Fetch User’s Own Activities (limit of 2 items)

This query demonstrates the use of edge depth parameters for pagination. The [:NEXT*0..1] part can be replaced with dynamic parameters to something like [:NEXT*' + skip + '..' + end + ']. Adjust 0..1 to whatever suits your needs.

MATCH (user:User {id: 1})
MATCH (user)-[:ACTIVITIES]->(latest:Activity)
MATCH (latest)-[:NEXT*0..1]->(item:Activity)
RETURN DISTINCT user.name as Source, item.actor as Actor, item.verb as Verb, item.object as Object, item.target as Target, item.published as Published
ORDER BY Published DESC

Fetch User’s Last 6 Activities from Followings

When fetching data from different users, it is necessary to use the LIMIT clause for pagination since the edge pagination technique only applies to single sources. The trick is to set the edge limits to the same overall page limit.

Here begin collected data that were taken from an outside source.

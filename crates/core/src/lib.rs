// FlowPOS Alert Core - Domain Logic & Ports
// NO UI or I/O dependencies - pure queue mechanics

pub mod application;
pub mod domain;
pub mod port;

pub use application::{AlertFeed, AlertQueue, QueueSnapshot};
pub use domain::{AlertDraft, AlertKind, AlertRequest, DomainError};

pub const VERSION: &str = env!("CARGO_PKG_VERSION");
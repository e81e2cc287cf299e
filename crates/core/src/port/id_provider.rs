// ID Provider Port (for deterministic testing)

/// ID provider interface (allows deterministic IDs in tests)
pub trait IdProvider: Send + Sync {
    /// Generate a new unique alert ID
    fn generate_id(&self) -> String;
}

/// UUID v4 provider (production)
pub struct UuidProvider;

impl IdProvider for UuidProvider {
    fn generate_id(&self) -> String {
        uuid::Uuid::new_v4().to_string()
    }
}

/// Deterministic providers for tests
pub mod mocks {
    use super::IdProvider;
    use std::sync::atomic::{AtomicU64, Ordering};

    /// Sequential IDs: alert-1, alert-2, ...
    #[derive(Default)]
    pub struct SequentialIdProvider {
        counter: AtomicU64,
    }

    impl IdProvider for SequentialIdProvider {
        fn generate_id(&self) -> String {
            let n = self.counter.fetch_add(1, Ordering::SeqCst) + 1;
            format!("alert-{}", n)
        }
    }
}
// Alert Feed - push notification for queue state transitions

use serde::Serialize;
use tokio::sync::watch;

use crate::domain::AlertRequest;

/// Point-in-time view of the queue: the displayed alert plus the number
/// of alerts still waiting behind it
#[derive(Debug, Clone, Default, Serialize)]
pub struct QueueSnapshot {
    pub current: Option<AlertRequest>,
    pub waiting: usize,
}

/// Receiver handle for queue state transitions
///
/// Replaces interval polling: the presentation layer awaits [`changed`]
/// and re-renders from [`snapshot`]. Handles are cheap to clone; every
/// clone observes the same queue.
///
/// [`changed`]: AlertFeed::changed
/// [`snapshot`]: AlertFeed::snapshot
#[derive(Clone)]
pub struct AlertFeed {
    rx: watch::Receiver<QueueSnapshot>,
}

impl AlertFeed {
    pub(crate) fn new(rx: watch::Receiver<QueueSnapshot>) -> Self {
        Self { rx }
    }

    /// Latest published snapshot (late subscribers see it immediately)
    pub fn snapshot(&self) -> QueueSnapshot {
        self.rx.borrow().clone()
    }

    /// Wait for the next state transition
    pub async fn changed(&mut self) {
        let _ = self.rx.changed().await;
    }
}
// Domain Layer - Pure business logic and entities

pub mod alert;
pub mod error;

// Re-exports
pub use alert::{
    ActionHandler, ActionRole, AlertAction, AlertDraft, AlertId, AlertKind, AlertRequest,
};
pub use error::DomainError;
//! String helpers.

/// Truncate `s` to at most `max_chars` Unicode scalar values.
///
/// Always cuts on a character boundary, so multi-byte text is never split.
#[must_use]
pub fn truncate_chars(s: &str, max_chars: usize) -> &str {
    match s.char_indices().nth(max_chars) {
        Some((end, _)) => &s[..end],
        None => s,
    }
}

#[cfg(test)]
mod tests {
    use super::*;

    #[test]
    fn ascii_no_truncation() {
        assert_eq!(truncate_chars("hello", 10), "hello");
    }

    #[test]
    fn ascii_truncation() {
        assert_eq!(truncate_chars("hello world", 5), "hello");
    }

    #[test]
    fn exact_length_is_untouched() {
        assert_eq!(truncate_chars("abc", 3), "abc");
    }

    #[test]
    fn multibyte_counts_characters() {
        let s = "héllo wörld";
        assert_eq!(truncate_chars(s, 4), "héll");
        assert_eq!(truncate_chars("日本語テキスト", 3), "日本語");
    }

    #[test]
    fn zero_max() {
        assert_eq!(truncate_chars("abc", 0), "");
    }
}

MATCH (me:User {id: 1})-[:FOLLOWS]->(following:User)
MATCH (user:User)-[:ACTIVITIES {type: "timeline"}]->(latest:Activity)
WHERE user.id = me.id OR user.id = following.id
MATCH (latest)-[:NEXT*..6]->(item:Activity)
RETURN DISTINCT user.name as Source, item.actor as Actor, item.verb as Verb, item.object as Object, item.target as Target, item.published as Published
ORDER BY Published DESC
SKIP 0 LIMIT 6

Insert New Activity

Inserting a new activity can be tricky because you have to create new relashionship and drop old ones not to break the activity chain.

MATCH (me:User {id: 1})
OPTIONAL MATCH (me)-[r:ACTIVITIES {type: "timeline"}]-(secondlatestupdate)
CREATE (me)-[:ACTIVITIES { type: r.type }]->(latest_update:Activity {id: 10, title: "Activity 10", verb: "like", actor: "User:1", object: "Photo:10", published: timestamp() })
DELETE r
WITH latest_update, collect(secondlatestupdate) AS seconds
FOREACH (x IN seconds | CREATE (latest_update)-[:NEXT]->(x))
RETURN latest_update.title AS NewActivity

Inspect the resulting graph:

MATCH (n)
RETURN n

Conclusions

This is by no means the ideal solution but is a good starting point to fulfill the basic requirements for my activity feed.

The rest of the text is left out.